In overturning the Court of Appeal’s decision, the Supreme Court concluded that even without the inadmissible evidence, the High Court would still have found the husband to have been guilty of large-scale material non-disclosure in 2004 based on the admissible evidence. His evidence was found to have been “unconvincing and inconsistent”. In the circumstances, there was no risk of any injustice to the husband by re-instating the High Court’s decision.

The Supreme Court’s decision provides some helpful clarity on non-disclosure cases. It confirms that where a party’s non-disclosure is accidental or negligent, the other party would need to show that the relevant Consent Order was substantially different from the order which would have been made or agreed had proper disclosure taken place. However, where the non-disclosure is intentional, it is deemed to be material leading to the presumption that proper disclosure would have led to a different order unless a party can show otherwise. In this case, since the duty of full and frank disclosure had been intentionally breached, the High Court had correctly ruled in Mrs Gohil’s favour.

In Sharland v Sharland Mrs Sharland had originally asked the High Court judge not to seal the Consent Order, despite it having been previously agreed, after becoming suspicious about the true value of her husband’s software business. The Supreme Court unanimously upheld her appeal, overturning the decisions of the two lower courts (where the judges had decided that Mrs Sharland could not demonstrate that a significantly different outcome would have been reached had the extent of the husband’s fraud been known at the time of the financial remedy proceedings). The onus was on the husband to show that his fraud would not have influenced the outcome of the financial remedy proceedings.

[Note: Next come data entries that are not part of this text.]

//! Key derivation helpers using HKDF-SHA256.
//!
//! From the Argon2id master key we derive independent sub-keys:
//! - a **per-record** encryption key bound to the record uuid,
//! - an **HMAC key** for whole-file integrity,
//! - a **verifier key** used only to check a passkey before reading.

use hkdf::Hkdf;
use sha2::Sha256;
use zeroize::Zeroize;

use crate::errors::{Result, SafeCliError};

/// Length of derived sub-keys (256 bits).
const KEY_LEN: usize = 32;

/// Derive the encryption key for one record.
pub fn derive_record_key(master_key: &[u8], record_uuid: &str) -> Result<[u8; KEY_LEN]> {
    let info = format!("safecli-record:{record_uuid}");
    hkdf_derive(master_key, info.as_bytes())
}

/// Derive the key for the HMAC over the whole safe file.
pub fn derive_hmac_key(master_key: &[u8]) -> Result<[u8; KEY_LEN]> {
    hkdf_derive(master_key, b"safecli-hmac-key")
}

/// Derive the key for the passkey verifier stored in the header.
pub fn derive_verifier_key(master_key: &[u8]) -> Result<[u8; KEY_LEN]> {
    hkdf_derive(master_key, b"safecli-passkey-verifier")
}

// The master key already comes from Argon2id, so it is used directly as
// the PRK and only `expand` runs.
fn hkdf_derive(ikm: &[u8], info: &[u8]) -> Result<[u8; KEY_LEN]> {
    let hk = Hkdf::<Sha256>::new(None, ikm);

    let mut okm = [0u8; KEY_LEN];
    hk.expand(info, &mut okm)
        .map_err(|e| SafeCliError::KeyDerivationFailed(format!("HKDF expand failed: {e}")))?;

    Ok(okm)
}

/// A 32-byte master key that zeroes its memory when dropped.
#[derive(Zeroize)]
#[zeroize(drop)]
pub struct MasterKey {
    bytes: [u8; KEY_LEN],
}

impl MasterKey {
    pub fn new(bytes: [u8; KEY_LEN]) -> Self {
        Self { bytes }
    }

    pub fn as_bytes(&self) -> &[u8; KEY_LEN] {
        &self.bytes
    }

    pub fn derive_record_key(&self, record_uuid: &str) -> Result<[u8; KEY_LEN]> {
        derive_record_key(&self.bytes, record_uuid)
    }

    pub fn derive_hmac_key(&self) -> Result<[u8; KEY_LEN]> {
        derive_hmac_key(&self.bytes)
    }

    pub fn derive_verifier_key(&self) -> Result<[u8; KEY_LEN]> {
        derive_verifier_key(&self.bytes)
    }
}
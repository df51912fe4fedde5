//! Colored terminal output helpers.
//!
//! All user-facing output goes through these functions so we get
//! consistent styling across the tool.  Diagnostics go to stderr; only
//! the prompt and success summaries use stdout.

use console::style;

/// Print a green success message: "check_mark {msg}"
pub fn success(msg: &str) {
    println!("{} {}", style("\u{2713}").green().bold(), msg);
}

/// Print a red error message: "x_mark {msg}"
pub fn error(msg: &str) {
    eprintln!("{} {}", style("\u{2717}").red().bold(), msg);
}

/// Print a yellow warning: "warning_sign {msg}"
pub fn warning(msg: &str) {
    eprintln!("{} {}", style("\u{26a0}").yellow().bold(), msg);
}

/// Print the usage text, unstyled, to stderr.
pub fn usage(text: &str) {
    eprintln!("{text}");
}
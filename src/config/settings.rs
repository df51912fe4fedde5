use std::path::{Path, PathBuf};

use serde::{Deserialize, Serialize};

use crate::errors::{Result, SafeCliError};
use crate::safe::export::{is_usable_delimiter, DEFAULT_DELIMITER};

/// Per-directory configuration, loaded from `.safecli.toml`.
///
/// Every field has a default so safecli works without any config file.
#[derive(Debug, Clone, PartialEq, Eq, Serialize, Deserialize)]
pub struct Settings {
    /// Stand-in for line breaks in text exports and imports.
    #[serde(default = "default_text_delimiter")]
    pub text_delimiter: char,

    /// Refuse imports that would grow a safe past this many records.
    #[serde(default)]
    pub max_records: Option<usize>,

    /// Append each session to `.safecli-audit.db` next to the safe.
    #[serde(default)]
    pub audit_log: bool,

    /// Appended to the safe path to name its lock file.
    #[serde(default = "default_lock_suffix")]
    pub lock_suffix: String,
}

// ── Serde default helpers ────────────────────────────────────────────

fn default_text_delimiter() -> char {
    DEFAULT_DELIMITER
}

fn default_lock_suffix() -> String {
    ".plk".to_string()
}

// ── Implementation ───────────────────────────────────────────────────

impl Default for Settings {
    fn default() -> Self {
        Self {
            text_delimiter: default_text_delimiter(),
            max_records: None,
            audit_log: false,
            lock_suffix: default_lock_suffix(),
        }
    }
}

impl Settings {
    /// Name of the config file looked up in the working directory.
    pub const FILE_NAME: &'static str = ".safecli.toml";

    /// Load settings from `<dir>/.safecli.toml`.
    ///
    /// A missing file gives the defaults; an unreadable or malformed one
    /// is a `ConfigError`.
    pub fn load(dir: &Path) -> Result<Self> {
        let config_path = dir.join(Self::FILE_NAME);

        if !config_path.exists() {
            return Ok(Self::default());
        }

        let contents = std::fs::read_to_string(&config_path).map_err(|e| {
            SafeCliError::ConfigError(format!("Failed to read {}: {e}", config_path.display()))
        })?;

        let settings: Settings = toml::from_str(&contents).map_err(|e| {
            SafeCliError::ConfigError(format!("Failed to parse {}: {e}", config_path.display()))
        })?;

        if settings.lock_suffix.is_empty() {
            return Err(SafeCliError::ConfigError(format!(
                "{}: lock_suffix must not be empty",
                config_path.display()
            )));
        }

        if !is_usable_delimiter(settings.text_delimiter) {
            return Err(SafeCliError::ConfigError(format!(
                "{}: text_delimiter {:?} cannot be used",
                config_path.display(),
                settings.text_delimiter
            )));
        }

        Ok(settings)
    }

    /// Path of the lock file guarding `safe`.
    pub fn lock_path(&self, safe: &Path) -> PathBuf {
        crate::safe::lock::lock_path(safe, &self.lock_suffix)
    }
}

// ── Tests ────────────────────────────────────────────────────────────

#[cfg(test)]
mod tests {
    use super::*;
    use std::fs;
    use tempfile::TempDir;

    #[test]
    fn default_settings_are_sensible() {
        let s = Settings::default();
        assert_eq!(s.text_delimiter, '\u{bb}');
        assert_eq!(s.max_records, None);
        assert!(!s.audit_log);
        assert_eq!(s.lock_suffix, ".plk");
    }

    #[test]
    fn load_returns_defaults_when_no_config_file() {
        let tmp = TempDir::new().unwrap();
        let settings = Settings::load(tmp.path()).unwrap();
        assert_eq!(settings, Settings::default());
    }

    #[test]
    fn load_parses_toml_file() {
        let tmp = TempDir::new().unwrap();
        let config = r#"
text_delimiter = "|"
max_records = 500
audit_log = true
lock_suffix = ".lock"
"#;
        fs::write(tmp.path().join(".safecli.toml"), config).unwrap();

        let settings = Settings::load(tmp.path()).unwrap();
        assert_eq!(settings.text_delimiter, '|');
        assert_eq!(settings.max_records, Some(500));
        assert!(settings.audit_log);
        assert_eq!(settings.lock_suffix, ".lock");
    }

    #[test]
    fn load_uses_defaults_for_missing_fields() {
        let tmp = TempDir::new().unwrap();
        fs::write(tmp.path().join(".safecli.toml"), "audit_log = true\n").unwrap();

        let settings = Settings::load(tmp.path()).unwrap();
        assert!(settings.audit_log);
        // Rest should be defaults
        assert_eq!(settings.text_delimiter, '\u{bb}');
        assert_eq!(settings.lock_suffix, ".plk");
    }

    #[test]
    fn load_errors_on_invalid_toml() {
        let tmp = TempDir::new().unwrap();
        fs::write(tmp.path().join(".safecli.toml"), "not valid {{toml").unwrap();

        let err = Settings::load(tmp.path()).unwrap_err();
        assert!(matches!(err, SafeCliError::ConfigError(_)));
        assert_eq!(err.exit_code(), 1);
    }

    #[test]
    fn multi_character_delimiter_is_rejected() {
        let tmp = TempDir::new().unwrap();
        fs::write(tmp.path().join(".safecli.toml"), "text_delimiter = \"ab\"\n").unwrap();
        assert!(Settings::load(tmp.path()).is_err());
    }

    #[test]
    fn delimiter_clashing_with_escapes_is_rejected() {
        let tmp = TempDir::new().unwrap();
        for value in [r#""\t""#, r#""\n""#, r#""\r""#, r#""\\""#, r#""t""#, r#""r""#] {
            fs::write(
                tmp.path().join(".safecli.toml"),
                format!("text_delimiter = {value}\n"),
            )
            .unwrap();
            let err = Settings::load(tmp.path()).unwrap_err();
            assert!(matches!(err, SafeCliError::ConfigError(_)), "{value}");
        }
    }

    #[test]
    fn empty_lock_suffix_is_rejected() {
        let tmp = TempDir::new().unwrap();
        fs::write(tmp.path().join(".safecli.toml"), "lock_suffix = \"\"\n").unwrap();
        assert!(Settings::load(tmp.path()).is_err());
    }

    #[test]
    fn lock_path_uses_suffix() {
        let s = Settings {
            lock_suffix: ".lock".to_string(),
            ..Settings::default()
        };
        assert_eq!(
            s.lock_path(Path::new("/data/a.psafe")),
            PathBuf::from("/data/a.psafe.lock")
        );
    }
}
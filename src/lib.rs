#[cfg(feature = "audit-log")]
pub mod audit;
pub mod backend;
pub mod cli;
pub mod config;
pub mod crypto;
pub mod encoding;
pub mod errors;
pub mod safe;
pub mod session;
pub mod status;
//! Passkey-based key derivation using Argon2id.
//!
//! The parameters a safe was created with are stored in its header, so a
//! safe always re-opens with the cost it was written with.

use argon2::{Algorithm, Argon2, Params, Version};
use rand::RngCore;

use crate::errors::{Result, SafeCliError};

/// Length of the salt in bytes (256 bits).
pub const SALT_LEN: usize = 32;

/// Length of the derived key in bytes (256 bits, for AES-256).
const KEY_LEN: usize = 32;

/// Minimum safe memory cost in KiB (8 MB).
const MIN_MEMORY_KIB: u32 = 8_192;

/// Argon2id cost parameters.
#[derive(Debug, Clone, Copy, PartialEq, Eq)]
pub struct Argon2Params {
    /// Memory cost in KiB (default: 65 536 = 64 MB).
    pub memory_kib: u32,
    /// Number of iterations (default: 3).
    pub iterations: u32,
    /// Parallelism lanes (default: 4).
    pub parallelism: u32,
}

impl Default for Argon2Params {
    fn default() -> Self {
        Self {
            memory_kib: 65_536,
            iterations: 3,
            parallelism: 4,
        }
    }
}

/// Derive a 32-byte master key with explicit Argon2id parameters.
///
/// Rejects parameters below the minimums so a crafted header cannot make
/// the KDF trivially cheap.
pub fn derive_master_key_with_params(
    passkey: &[u8],
    salt: &[u8],
    argon2_params: &Argon2Params,
) -> Result<[u8; KEY_LEN]> {
    if argon2_params.memory_kib < MIN_MEMORY_KIB {
        return Err(SafeCliError::KeyDerivationFailed(format!(
            "Argon2 memory_kib must be at least {MIN_MEMORY_KIB} (got {})",
            argon2_params.memory_kib
        )));
    }
    if argon2_params.iterations < 1 {
        return Err(SafeCliError::KeyDerivationFailed(
            "Argon2 iterations must be at least 1".into(),
        ));
    }
    if argon2_params.parallelism < 1 {
        return Err(SafeCliError::KeyDerivationFailed(
            "Argon2 parallelism must be at least 1".into(),
        ));
    }

    let params = Params::new(
        argon2_params.memory_kib,
        argon2_params.iterations,
        argon2_params.parallelism,
        Some(KEY_LEN),
    )
    .map_err(|e| SafeCliError::KeyDerivationFailed(format!("invalid Argon2 params: {e}")))?;

    let argon2 = Argon2::new(Algorithm::Argon2id, Version::V0x13, params);

    let mut key = [0u8; KEY_LEN];
    argon2
        .hash_password_into(passkey, salt, &mut key)
        .map_err(|e| SafeCliError::KeyDerivationFailed(format!("Argon2id hashing failed: {e}")))?;

    Ok(key)
}

/// Generate a random 32-byte salt.
pub fn generate_salt() -> [u8; SALT_LEN] {
    let mut salt = [0u8; SALT_LEN];
    rand::rng().fill_bytes(&mut salt);
    salt
}
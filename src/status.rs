//! Collaborator status codes and the status reporter.
//!
//! Every call into the safe engine ends in a `Status`.  The reporter turns
//! a status into a fixed label for the diagnostic stream, and the numeric
//! code doubles as the process exit code for failures past authentication.

use std::fmt;

/// Outcome of a single safe-engine call.
///
/// Codes are stable: they become process exit codes.  Code 2 is reserved
/// for "safe not found" / encoding failures and is never a status.
#[derive(Debug, Clone, Copy, PartialEq, Eq, Hash)]
pub enum Status {
    Success,
    Failure,
    CantOpenFile,
    UserCancel,
    WrongPassword,
    BadDigest,
    UnknownVersion,
    NotSuccess,
    AlreadyOpen,
    InvalidFormat,
    UserExit,
    XmlFailedValidation,
    XmlFailedImport,
    LimitReached,
    Unimplemented,
    /// A numeric code outside the known table.
    Unknown(i32),
}

impl Status {
    /// Map a raw numeric code back to a status.  Total: anything outside the
    /// table becomes `Status::Unknown`.
    pub fn from_code(code: i32) -> Self {
        match code {
            0 => Self::Success,
            1 => Self::Failure,
            3 => Self::CantOpenFile,
            4 => Self::UserCancel,
            5 => Self::WrongPassword,
            6 => Self::BadDigest,
            7 => Self::UnknownVersion,
            8 => Self::NotSuccess,
            9 => Self::AlreadyOpen,
            10 => Self::InvalidFormat,
            11 => Self::UserExit,
            12 => Self::XmlFailedValidation,
            13 => Self::XmlFailedImport,
            14 => Self::LimitReached,
            15 => Self::Unimplemented,
            other => Self::Unknown(other),
        }
    }

    /// Numeric code, also used as the process exit code.
    pub fn code(self) -> i32 {
        match self {
            Self::Success => 0,
            Self::Failure => 1,
            Self::CantOpenFile => 3,
            Self::UserCancel => 4,
            Self::WrongPassword => 5,
            Self::BadDigest => 6,
            Self::UnknownVersion => 7,
            Self::NotSuccess => 8,
            Self::AlreadyOpen => 9,
            Self::InvalidFormat => 10,
            Self::UserExit => 11,
            Self::XmlFailedValidation => 12,
            Self::XmlFailedImport => 13,
            Self::LimitReached => 14,
            Self::Unimplemented => 15,
            Self::Unknown(code) => code,
        }
    }
}

impl fmt::Display for Status {
    fn fmt(&self, f: &mut fmt::Formatter<'_>) -> fmt::Result {
        f.write_str(&render(*self))
    }
}

/// Human-readable label for a status.
pub fn render(status: Status) -> String {
    let label = match status {
        Status::Success => "success",
        Status::Failure => "failure",
        Status::CantOpenFile => "cannot open file",
        Status::UserCancel => "cancelled by user",
        Status::WrongPassword => "wrong password",
        Status::BadDigest => "bad checksum",
        Status::UnknownVersion => "unknown format version",
        Status::NotSuccess => "not successful",
        Status::AlreadyOpen => "already open elsewhere",
        Status::InvalidFormat => "invalid format",
        Status::UserExit => "user exit",
        Status::XmlFailedValidation => "XML validation failure",
        Status::XmlFailedImport => "XML import failure",
        Status::LimitReached => "limit reached",
        Status::Unimplemented => "unimplemented",
        Status::Unknown(code) => return format!("unknown status ({code})"),
    };
    label.to_string()
}

/// Render a raw numeric code.
pub fn render_code(code: i32) -> String {
    render(Status::from_code(code))
}

/// Write a failed session's diagnostic to stderr.
///
/// Usage text is printed separately by the caller.
pub fn report(err: &crate::errors::SafeCliError) {
    crate::cli::output::error(&err.to_string());
}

In reaching its decision, the Supreme Court reminded us that, in order to determine how best to divide matrimonial assets pursuant to Section 25 of the Matrimonial Causes Act 1973, a court is required to conduct an independent assessment. This will be heavily influenced by what the parties have agreed and in particular by the information that they disclose.

The Supreme Court also highlighted the fact that a Consent Order cannot be made by the court without the agreement of the parties. Considering that common law contracts agreed between parties can be rescinded in cases of fraudulent misrepresentation after being executed, it would be extraordinary if victims of a fraudulent misrepresentation in matrimonial cases were to be in a worse position. The decision demonstrates what the impact of fraud is likely to be in matrimonial cases.

The general message is clear. In order to have some finality and prevent a Consent Order from being set aside, parties should be upfront and honest about their true asset position from the outset. Whether or not these decisions are likely to open the floodgates will remain to be seen. In the meantime, anyone considering whether to withhold information about their wealth in divorce proceedings should take note of these cases.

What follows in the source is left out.